*** Opening RECORD EXTRACTS ***

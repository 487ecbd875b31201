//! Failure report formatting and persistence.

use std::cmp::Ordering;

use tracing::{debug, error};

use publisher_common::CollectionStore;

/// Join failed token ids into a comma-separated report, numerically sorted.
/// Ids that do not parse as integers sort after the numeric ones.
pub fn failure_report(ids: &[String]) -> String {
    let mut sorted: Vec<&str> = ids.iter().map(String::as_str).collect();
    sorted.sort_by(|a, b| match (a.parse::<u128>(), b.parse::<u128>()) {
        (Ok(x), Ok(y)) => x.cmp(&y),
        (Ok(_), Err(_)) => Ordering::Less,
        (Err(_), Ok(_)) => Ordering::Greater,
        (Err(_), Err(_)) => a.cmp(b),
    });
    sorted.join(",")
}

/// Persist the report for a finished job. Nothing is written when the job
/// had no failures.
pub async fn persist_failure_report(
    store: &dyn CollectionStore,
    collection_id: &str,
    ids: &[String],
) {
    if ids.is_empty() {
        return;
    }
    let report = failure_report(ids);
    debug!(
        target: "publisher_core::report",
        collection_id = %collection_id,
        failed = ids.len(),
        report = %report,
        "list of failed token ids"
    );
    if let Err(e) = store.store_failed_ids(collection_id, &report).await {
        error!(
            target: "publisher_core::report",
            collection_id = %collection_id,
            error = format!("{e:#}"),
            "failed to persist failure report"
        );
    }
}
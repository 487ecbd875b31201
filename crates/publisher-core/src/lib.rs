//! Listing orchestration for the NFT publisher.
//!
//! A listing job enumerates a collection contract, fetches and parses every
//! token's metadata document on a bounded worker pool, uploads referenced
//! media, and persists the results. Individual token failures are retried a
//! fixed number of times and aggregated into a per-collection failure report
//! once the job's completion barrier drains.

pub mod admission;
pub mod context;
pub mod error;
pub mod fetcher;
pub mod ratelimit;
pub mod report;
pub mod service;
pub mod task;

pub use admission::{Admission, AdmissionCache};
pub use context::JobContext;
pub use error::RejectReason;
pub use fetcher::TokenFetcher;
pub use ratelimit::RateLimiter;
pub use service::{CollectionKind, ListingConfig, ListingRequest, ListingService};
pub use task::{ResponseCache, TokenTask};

*** Closing RECORD EXTRACTS ***
*** Opening RECORD EXTRACTS ***

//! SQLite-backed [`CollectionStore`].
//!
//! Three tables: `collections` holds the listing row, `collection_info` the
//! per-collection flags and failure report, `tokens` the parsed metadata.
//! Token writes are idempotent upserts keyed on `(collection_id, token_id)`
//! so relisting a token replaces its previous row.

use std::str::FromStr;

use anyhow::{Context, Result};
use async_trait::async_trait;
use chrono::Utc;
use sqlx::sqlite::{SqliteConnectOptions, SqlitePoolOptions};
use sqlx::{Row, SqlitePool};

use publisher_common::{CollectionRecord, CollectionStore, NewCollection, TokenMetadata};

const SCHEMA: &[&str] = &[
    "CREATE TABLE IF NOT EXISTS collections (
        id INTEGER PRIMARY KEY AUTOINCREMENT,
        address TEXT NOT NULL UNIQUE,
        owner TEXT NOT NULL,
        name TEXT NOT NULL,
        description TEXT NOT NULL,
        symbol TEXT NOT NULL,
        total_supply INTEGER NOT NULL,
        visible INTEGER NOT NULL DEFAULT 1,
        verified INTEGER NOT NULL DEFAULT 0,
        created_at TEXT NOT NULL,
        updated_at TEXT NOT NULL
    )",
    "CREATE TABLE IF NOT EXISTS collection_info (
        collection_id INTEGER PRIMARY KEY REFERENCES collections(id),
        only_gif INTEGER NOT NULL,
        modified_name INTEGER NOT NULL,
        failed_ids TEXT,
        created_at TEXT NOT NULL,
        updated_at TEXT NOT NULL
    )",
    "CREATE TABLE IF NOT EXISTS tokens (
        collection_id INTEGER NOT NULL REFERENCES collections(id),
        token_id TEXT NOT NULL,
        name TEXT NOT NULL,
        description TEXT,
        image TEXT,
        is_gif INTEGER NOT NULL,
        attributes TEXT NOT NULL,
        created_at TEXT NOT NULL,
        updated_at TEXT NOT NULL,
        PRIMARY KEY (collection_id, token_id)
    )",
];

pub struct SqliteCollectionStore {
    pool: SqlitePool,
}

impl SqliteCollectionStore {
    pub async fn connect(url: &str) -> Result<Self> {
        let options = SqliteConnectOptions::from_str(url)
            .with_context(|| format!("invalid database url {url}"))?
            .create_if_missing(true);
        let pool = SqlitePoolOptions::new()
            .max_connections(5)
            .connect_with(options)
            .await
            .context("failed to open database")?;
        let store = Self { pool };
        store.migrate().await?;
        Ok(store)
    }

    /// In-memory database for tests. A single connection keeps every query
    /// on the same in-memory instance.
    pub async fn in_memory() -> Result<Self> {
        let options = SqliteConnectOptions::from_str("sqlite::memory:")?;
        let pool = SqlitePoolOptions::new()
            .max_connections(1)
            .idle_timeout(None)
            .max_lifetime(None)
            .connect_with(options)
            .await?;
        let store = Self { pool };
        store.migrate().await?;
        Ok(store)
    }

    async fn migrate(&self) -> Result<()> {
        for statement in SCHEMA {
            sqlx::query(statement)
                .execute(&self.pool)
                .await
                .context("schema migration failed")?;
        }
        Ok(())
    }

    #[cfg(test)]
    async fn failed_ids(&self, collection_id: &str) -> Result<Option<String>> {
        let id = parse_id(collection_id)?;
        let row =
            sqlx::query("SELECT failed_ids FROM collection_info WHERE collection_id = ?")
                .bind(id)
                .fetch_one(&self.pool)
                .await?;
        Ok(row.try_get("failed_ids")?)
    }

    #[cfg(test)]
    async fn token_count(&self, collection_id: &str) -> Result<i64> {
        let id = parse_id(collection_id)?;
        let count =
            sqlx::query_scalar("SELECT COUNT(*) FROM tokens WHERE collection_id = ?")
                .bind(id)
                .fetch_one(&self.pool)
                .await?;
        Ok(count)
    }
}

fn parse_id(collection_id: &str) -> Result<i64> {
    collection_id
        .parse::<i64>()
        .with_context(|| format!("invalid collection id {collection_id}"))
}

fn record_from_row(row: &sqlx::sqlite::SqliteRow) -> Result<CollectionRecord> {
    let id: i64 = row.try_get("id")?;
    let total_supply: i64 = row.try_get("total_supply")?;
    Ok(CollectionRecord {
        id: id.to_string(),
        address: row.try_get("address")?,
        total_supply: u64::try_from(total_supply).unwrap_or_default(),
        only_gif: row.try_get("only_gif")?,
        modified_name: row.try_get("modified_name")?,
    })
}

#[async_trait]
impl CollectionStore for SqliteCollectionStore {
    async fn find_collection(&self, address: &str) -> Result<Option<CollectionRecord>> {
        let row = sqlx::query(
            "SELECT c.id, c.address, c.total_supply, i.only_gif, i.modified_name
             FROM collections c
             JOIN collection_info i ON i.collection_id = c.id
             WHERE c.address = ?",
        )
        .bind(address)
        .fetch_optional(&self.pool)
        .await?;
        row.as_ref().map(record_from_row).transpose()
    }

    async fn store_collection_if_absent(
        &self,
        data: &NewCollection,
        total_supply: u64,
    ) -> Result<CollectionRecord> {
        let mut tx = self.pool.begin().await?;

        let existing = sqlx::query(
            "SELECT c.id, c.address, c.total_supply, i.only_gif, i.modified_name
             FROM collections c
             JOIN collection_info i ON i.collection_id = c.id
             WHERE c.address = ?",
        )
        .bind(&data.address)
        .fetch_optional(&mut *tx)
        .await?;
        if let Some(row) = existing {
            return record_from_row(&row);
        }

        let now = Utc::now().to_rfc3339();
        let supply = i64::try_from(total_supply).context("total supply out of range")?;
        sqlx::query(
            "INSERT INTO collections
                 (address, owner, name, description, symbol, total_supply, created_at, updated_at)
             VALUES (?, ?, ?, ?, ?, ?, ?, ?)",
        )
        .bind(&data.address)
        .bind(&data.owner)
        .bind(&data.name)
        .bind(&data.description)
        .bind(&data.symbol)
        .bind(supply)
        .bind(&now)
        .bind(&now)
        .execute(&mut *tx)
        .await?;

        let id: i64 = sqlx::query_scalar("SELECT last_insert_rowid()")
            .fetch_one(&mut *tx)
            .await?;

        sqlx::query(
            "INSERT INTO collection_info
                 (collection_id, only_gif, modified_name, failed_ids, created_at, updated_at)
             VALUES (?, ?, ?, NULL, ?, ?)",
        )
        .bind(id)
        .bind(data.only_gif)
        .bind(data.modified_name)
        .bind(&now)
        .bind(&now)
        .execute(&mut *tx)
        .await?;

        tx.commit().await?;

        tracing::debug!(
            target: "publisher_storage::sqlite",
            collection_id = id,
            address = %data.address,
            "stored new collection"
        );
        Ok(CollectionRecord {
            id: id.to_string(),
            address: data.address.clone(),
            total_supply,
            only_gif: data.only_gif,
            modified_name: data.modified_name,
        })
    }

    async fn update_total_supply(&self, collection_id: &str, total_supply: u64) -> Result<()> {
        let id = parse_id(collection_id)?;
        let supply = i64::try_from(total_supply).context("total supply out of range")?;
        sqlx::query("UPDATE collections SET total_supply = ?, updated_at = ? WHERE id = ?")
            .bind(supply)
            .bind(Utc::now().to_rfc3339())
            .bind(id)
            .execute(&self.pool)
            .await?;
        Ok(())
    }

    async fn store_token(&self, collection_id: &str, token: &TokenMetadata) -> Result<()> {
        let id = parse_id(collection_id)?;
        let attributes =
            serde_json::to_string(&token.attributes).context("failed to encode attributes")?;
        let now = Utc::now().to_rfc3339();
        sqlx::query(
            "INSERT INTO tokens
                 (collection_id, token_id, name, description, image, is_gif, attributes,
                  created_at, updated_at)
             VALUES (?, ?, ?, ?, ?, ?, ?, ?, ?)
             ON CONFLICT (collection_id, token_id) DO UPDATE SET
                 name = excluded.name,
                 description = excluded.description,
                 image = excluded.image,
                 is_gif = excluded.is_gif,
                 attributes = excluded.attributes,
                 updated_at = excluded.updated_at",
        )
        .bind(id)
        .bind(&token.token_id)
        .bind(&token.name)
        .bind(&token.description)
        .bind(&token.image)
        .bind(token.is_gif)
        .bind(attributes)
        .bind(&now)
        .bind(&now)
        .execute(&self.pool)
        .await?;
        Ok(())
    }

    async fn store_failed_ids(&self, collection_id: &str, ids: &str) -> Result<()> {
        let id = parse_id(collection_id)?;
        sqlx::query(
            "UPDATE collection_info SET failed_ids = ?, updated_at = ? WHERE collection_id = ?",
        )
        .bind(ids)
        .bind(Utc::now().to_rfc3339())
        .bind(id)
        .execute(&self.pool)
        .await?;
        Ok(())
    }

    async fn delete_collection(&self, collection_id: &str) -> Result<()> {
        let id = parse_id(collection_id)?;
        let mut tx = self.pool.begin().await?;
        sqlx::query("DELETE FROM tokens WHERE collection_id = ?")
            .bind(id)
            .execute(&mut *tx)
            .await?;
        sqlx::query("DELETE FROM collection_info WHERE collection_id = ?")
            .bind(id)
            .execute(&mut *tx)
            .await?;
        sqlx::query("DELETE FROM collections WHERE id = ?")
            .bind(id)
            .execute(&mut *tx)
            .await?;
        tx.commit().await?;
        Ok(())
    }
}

*** Closing RECORD EXTRACTS ***

ACTIVITY >> Go through the records above and copy every line with the word "task".

ANSWER BOX >>
pub mod task;
pub use task::{ResponseCache, TokenTask};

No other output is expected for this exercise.